If the Mortgage Loan Seller is notified of a Defect in any Mortgage
File that corresponds to information set forth in the Mortgage Loan Schedule,
the Mortgage Loan Seller shall promptly correct such Defect and provide a new,
corrected Mortgage Loan Schedule to the Purchaser, which corrected Mortgage Loan
Schedule shall be deemed to amend and replace the existing Mortgage Loan
Schedule for all purposes.
If any such Breach is not corrected or cured in all material respects
within the applicable Permitted Cure Period, the Mortgage Loan Seller shall, not
later than the last day of such Permitted Cure Period, (i) repurchase the
affected Mortgage Loan from the Purchaser or its assignee at the applicable
Purchase Price or (ii) if within the three-month period commencing on the
Closing Date (or within the two-year period commencing on the Closing Date if
the related Mortgage Loan is a "defective obligation" within the meaning of
Section 860G(a)(4)(B)(ii) of the Code and Treasury Regulation Section
1.860G-2(f)), at its option, replace such Mortgage Loan with a Qualifying
Substitute Mortgage Loan and pay any corresponding Substitution Shortfall
Amount.
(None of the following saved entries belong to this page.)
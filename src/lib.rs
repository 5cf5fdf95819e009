//! ROG Omni-Tool Suite - a terminal toolkit for inspecting files and chatting
//! with Gemini personas.
//!
//! This library exposes modules for use in integration tests and benches.

pub mod adapters;
pub mod app;
pub mod cli;
pub mod clipboard;
pub mod encoding;
pub mod error;
pub mod gems;
pub mod genai;
pub mod input;
pub mod library;
pub mod models;
pub mod startup;
pub mod terminal;
pub mod traits;
pub mod ui;
//! Configuration errors.

use thiserror::Error;

#[derive(Debug, Clone, PartialEq, Eq, Error)]
pub enum ConfigError {
    /// No API key was supplied for the model service.
    #[error("API key not found in configuration")]
    MissingApiKey,

    /// A setting was present but unusable.
    #[error("invalid value for {key}: {message}")]
    InvalidValue { key: String, message: String },
}

impl ConfigError {
    pub fn error_code(&self) -> &'static str {
        match self {
            ConfigError::MissingApiKey => "E_CFG_API_KEY",
            ConfigError::InvalidValue { .. } => "E_CFG_INVALID",
        }
    }

    pub fn user_message(&self) -> String {
        match self {
            ConfigError::MissingApiKey => {
                "No API key configured. Set OMNITOOL_API_KEY to enable AI features.".to_string()
            }
            ConfigError::InvalidValue { key, message } => {
                format!("Setting '{}' is invalid: {}", key, message)
            }
        }
    }
}

#[cfg(test)]
mod tests {
    use super::*;

    #[test]
    fn test_display() {
        assert_eq!(
            ConfigError::MissingApiKey.to_string(),
            "API key not found in configuration"
        );
        let err = ConfigError::InvalidValue {
            key: "model".to_string(),
            message: "empty".to_string(),
        };
        assert_eq!(err.to_string(), "invalid value for model: empty");
    }

    #[test]
    fn test_codes() {
        assert_eq!(ConfigError::MissingApiKey.error_code(), "E_CFG_API_KEY");
    }
}
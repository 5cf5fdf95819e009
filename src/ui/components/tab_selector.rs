//! Tab Selector Component
//!
//! A horizontal tab selector. Uses the `▶` marker for the selected item,
//! tints it with the item's accent color, and switches to short labels on
//! compact terminals.

use ratatui::{
    style::{Color, Modifier, Style},
    text::{Line, Span},
};

use crate::ui::layout::LayoutContext;
use crate::ui::theme::{COLOR_ACCENT, COLOR_DIM};

/// A single tab item in the selector
#[derive(Debug, Clone)]
pub struct TabItem<'a> {
    /// Full label displayed on normal-sized terminals
    pub label: &'a str,
    /// Short label displayed on compact terminals
    pub short_label: &'a str,
    /// Color of the marker and label when selected
    pub accent: Color,
}

impl<'a> TabItem<'a> {
    pub fn new(label: &'a str) -> Self {
        Self {
            label,
            short_label: label,
            accent: COLOR_ACCENT,
        }
    }

    pub fn with_short_label(mut self, short_label: &'a str) -> Self {
        self.short_label = short_label;
        self
    }

    pub fn with_accent(mut self, accent: Color) -> Self {
        self.accent = accent;
        self
    }
}

/// Render a horizontal tab selector
///
/// # Example
/// ```ignore
/// let items = vec![
///     TabItem::new("Binary").with_accent(COLOR_TAB_BINARY),
///     TabItem::new("AI Smart").with_short_label("AI"),
/// ];
/// let line = render_tab_selector(&items, 0, true, &ctx);
/// ```
pub fn render_tab_selector(
    items: &[TabItem<'_>],
    selected: usize,
    focused: bool,
    ctx: &LayoutContext,
) -> Line<'static> {
    let mut spans: Vec<Span<'static>> = vec![Span::raw(" ")];

    for (idx, item) in items.iter().enumerate() {
        let label = if ctx.is_compact() {
            item.short_label
        } else {
            item.label
        };

        if idx == selected {
            let style = if focused {
                Style::default().fg(item.accent).add_modifier(Modifier::BOLD)
            } else {
                Style::default().fg(item.accent)
            };
            spans.push(Span::styled("▶ ".to_string(), style));
            spans.push(Span::styled(label.to_string(), style));
        } else {
            let style = Style::default().fg(COLOR_DIM);
            spans.push(Span::styled("  ".to_string(), style));
            spans.push(Span::styled(label.to_string(), style));
        }

        if idx + 1 < items.len() {
            let spacing = if ctx.is_extra_small() { " " } else { "   " };
            spans.push(Span::raw(spacing.to_string()));
        }
    }

    Line::from(spans)
}

#[cfg(test)]
mod tests {
    use super::*;

    fn create_test_items() -> Vec<TabItem<'static>> {
        vec![
            TabItem::new("Binary").with_accent(Color::Cyan),
            TabItem::new("AI Smart").with_short_label("AI"),
        ]
    }

    fn text_of(line: &Line) -> String {
        line.spans.iter().map(|s| s.content.as_ref()).collect()
    }

    #[test]
    fn test_tab_item_builder() {
        let item = TabItem::new("C/C++").with_short_label("C").with_accent(Color::Yellow);
        assert_eq!(item.label, "C/C++");
        assert_eq!(item.short_label, "C");
        assert_eq!(item.accent, Color::Yellow);
    }

    #[test]
    fn test_marker_precedes_selected_label() {
        let items = create_test_items();
        let ctx = LayoutContext::new(100, 40);
        let text = text_of(&render_tab_selector(&items, 1, true, &ctx));

        let marker = text.find('▶').unwrap();
        assert!(marker > text.find("Binary").unwrap());
        assert!(marker < text.find("AI Smart").unwrap());
    }

    #[test]
    fn test_selected_uses_accent() {
        let items = create_test_items();
        let ctx = LayoutContext::new(100, 40);
        let line = render_tab_selector(&items, 0, true, &ctx);
        let marker = line.spans.iter().find(|s| s.content == "▶ ").unwrap();
        assert_eq!(marker.style.fg, Some(Color::Cyan));
    }

    #[test]
    fn test_compact_uses_short_labels() {
        let items = create_test_items();
        let ctx = LayoutContext::new(50, 14);
        let text = text_of(&render_tab_selector(&items, 0, true, &ctx));
        assert!(text.contains("AI"));
        assert!(!text.contains("AI Smart"));
    }
}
The Mortgage Loan Seller agrees that any such repurchase or substitution
shall be completed in accordance with and subject to the terms and conditions of
the Pooling and Servicing Agreement.
For purposes of the preceding paragraph only, the "Permitted Cure
Period" applicable to any Breach in respect of any Mortgage Loan shall be the
90-day period immediately following the earlier of the discovery by the Mortgage
Loan Seller or receipt by the Mortgage Loan Seller of notice of such Breach;
provided, that if such Breach cannot be corrected or cured in all material
respects within such 90-day period, but is reasonably likely that such Breach
could be corrected or cured within 180 days of the earlier of discovery by the
Mortgage Loan Seller and receipt by the Mortgage Loan Seller of notice of such
Breach and the Mortgage Loan Seller is diligently attempting to effect such
correction or cure, then the applicable Permitted Cure Period shall, with the
consent of the Purchaser or its assignee (which consent shall not be
unreasonably withheld), be extended for an additional 90 days, unless (i) the
affected Mortgage Loan is in default and (ii) the applicable Breach constitutes
a Material Document Defect (as defined in the Pooling and Servicing Agreement)
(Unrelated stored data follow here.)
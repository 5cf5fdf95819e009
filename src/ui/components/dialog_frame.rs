//! Dialog Frame Component
//!
//! Centered modal box used by the prompts. The box clears what is beneath it,
//! carries its title in the top border and an optional note in the bottom
//! border, and returns the area left for content.

use ratatui::{
    layout::Rect,
    style::{Modifier, Style},
    text::{Line, Span},
    widgets::{Block, BorderType, Clear},
    Frame,
};

use crate::ui::layout::LayoutContext;
use crate::ui::theme::{COLOR_ACCENT, COLOR_DIALOG_BG, COLOR_DIM, COLOR_HEADER};

/// Share of the terminal width a dialog takes on wide and narrow screens.
const WIDE_PERCENT: u16 = 50;
const NARROW_PERCENT: u16 = 80;

#[derive(Debug, Clone)]
pub struct DialogFrameConfig<'a> {
    pub title: &'a str,
    /// Rows available to content, borders excluded
    pub content_height: u16,
    pub min_width: u16,
    pub max_width: u16,
    /// Right-aligned note in the bottom border
    pub footer: Option<&'a str>,
}

impl<'a> DialogFrameConfig<'a> {
    pub fn new(title: &'a str, content_height: u16) -> Self {
        Self {
            title,
            content_height,
            min_width: 30,
            max_width: 70,
            footer: None,
        }
    }

    pub fn min_width(mut self, width: u16) -> Self {
        self.min_width = width;
        self
    }

    pub fn max_width(mut self, width: u16) -> Self {
        self.max_width = width;
        self
    }

    pub fn footer(mut self, note: &'a str) -> Self {
        self.footer = Some(note);
        self
    }

    /// Outer width for an area `available` columns wide.
    fn outer_width(&self, ctx: &LayoutContext, available: u16) -> u16 {
        let width = if ctx.is_extra_small() {
            // Keep a two-column margin on each side
            available.saturating_sub(4).min(self.max_width)
        } else {
            let percent = if ctx.is_narrow() {
                NARROW_PERCENT
            } else {
                WIDE_PERCENT
            };
            ctx.bounded_width(percent, self.min_width, self.max_width)
        };
        width.min(available)
    }

    /// Outer rectangle, centered in `area`.
    fn placement(&self, ctx: &LayoutContext, area: Rect) -> Rect {
        let width = self.outer_width(ctx, area.width);
        let height = self.content_height.saturating_add(2).min(area.height);
        Rect::new(
            area.x + (area.width - width) / 2,
            area.y + (area.height - height) / 2,
            width,
            height,
        )
    }
}

/// Draw the frame and return its inner area.
pub fn render_dialog_frame(
    frame: &mut Frame,
    area: Rect,
    ctx: &LayoutContext,
    config: &DialogFrameConfig,
) -> Rect {
    let outer = config.placement(ctx, area);
    frame.render_widget(Clear, outer);

    let title = Line::from(Span::styled(
        format!("[ {} ]", config.title),
        Style::default()
            .fg(COLOR_HEADER)
            .add_modifier(Modifier::BOLD),
    ));
    let mut block = Block::bordered()
        .border_type(BorderType::Thick)
        .border_style(Style::default().fg(COLOR_ACCENT))
        .style(Style::default().bg(COLOR_DIALOG_BG))
        .title_top(title);
    if let Some(note) = config.footer {
        block = block.title_bottom(
            Line::from(Span::styled(
                format!(" {} ", note),
                Style::default().fg(COLOR_DIM),
            ))
            .right_aligned(),
        );
    }

    let inner = block.inner(outer);
    frame.render_widget(block, outer);
    inner
}

#[cfg(test)]
mod tests {
    use super::*;
    use ratatui::{backend::TestBackend, Terminal};

    fn buffer_text(terminal: &Terminal<TestBackend>) -> String {
        let buffer = terminal.backend().buffer();
        (0..buffer.area.height)
            .map(|y| {
                (0..buffer.area.width)
                    .map(|x| buffer[(x, y)].symbol().to_string())
                    .collect::<String>()
            })
            .collect::<Vec<_>>()
            .join("\n")
    }

    #[test]
    fn test_builder() {
        let config = DialogFrameConfig::new("Test", 10)
            .min_width(40)
            .max_width(50)
            .footer("esc");
        assert_eq!(config.content_height, 10);
        assert_eq!(config.min_width, 40);
        assert_eq!(config.max_width, 50);
        assert_eq!(config.footer, Some("esc"));
    }

    #[test]
    fn test_width_follows_breakpoints() {
        let config = DialogFrameConfig::new("Test", 10);
        // 50% of 120 = 60, within [30, 70]
        assert_eq!(config.outer_width(&LayoutContext::new(120, 40), 120), 60);
        // Capped by max_width
        assert_eq!(config.outer_width(&LayoutContext::new(200, 50), 200), 70);
        assert_eq!(config.outer_width(&LayoutContext::new(40, 14), 40), 36);
    }

    #[test]
    fn test_placement_is_centered_and_clamped() {
        let ctx = LayoutContext::new(80, 24);
        let rect = DialogFrameConfig::new("Test", 4).placement(&ctx, Rect::new(0, 0, 80, 24));
        assert_eq!(rect, Rect::new(20, 9, 40, 6));

        let tall = DialogFrameConfig::new("Test", 100).placement(&ctx, Rect::new(0, 0, 80, 24));
        assert_eq!(tall.height, 24);
        assert_eq!(tall.y, 0);
    }

    #[test]
    fn test_render_returns_inner_area_and_draws_titles() {
        let mut terminal = Terminal::new(TestBackend::new(80, 24)).unwrap();
        let mut inner = Rect::default();
        terminal
            .draw(|f| {
                let ctx = LayoutContext::new(80, 24);
                let config = DialogFrameConfig::new("OPEN", 4).footer("esc");
                inner = render_dialog_frame(f, f.area(), &ctx, &config);
            })
            .unwrap();

        assert_eq!(inner, Rect::new(21, 10, 38, 4));
        let text = buffer_text(&terminal);
        assert!(text.contains("[ OPEN ]"));
        assert!(text.contains(" esc "));
    }
}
other than a Material Document Defect resulting solely from a delay caused by
the public recording or filing office where a document has been sent for
recording or filing.
(b) Notwithstanding Section 6(a), within 60 days of the earlier of
discovery or receipt of notice by the Mortgage Loan Seller, from either the
Purchaser or any successor or assign thereof, that any Mortgage Loan does not
constitute a "qualified mortgage" within the meaning of Section 860G(a)(3) of
the Code, the Mortgage Loan Seller shall repurchase such Mortgage Loan from the
then owner(s) thereof at the applicable Purchase Price by payment of such
Purchase Price by wire transfer of immediately available funds to the account
designated by such owner(s).
10
(c) In connection with any repurchase of or substitution for a Mortgage
Loan contemplated by this Section 6, the then owner(s) thereof shall tender or
cause to be tendered promptly to the Mortgage Loan Seller, upon delivery of a
receipt executed by the Mortgage Loan Seller, the related Mortgage File and
Servicing File, and each document that constitutes a part of the Mortgage File
that was endorsed or assigned to the Purchaser or the Trustee shall be endorsed
or assigned, as the case may be, to the Mortgage Loan Seller or its designee in
the same manner. The form and sufficiency of all such instruments and
certificates shall be the responsibility of the Mortgage Loan Seller.
(d) Except as provided in Section 2(b), this Section 6 provides the
only remedies available to the Purchaser, and its successors and assigns
(including, without limitation, the Trustee and the holders of the Certificates)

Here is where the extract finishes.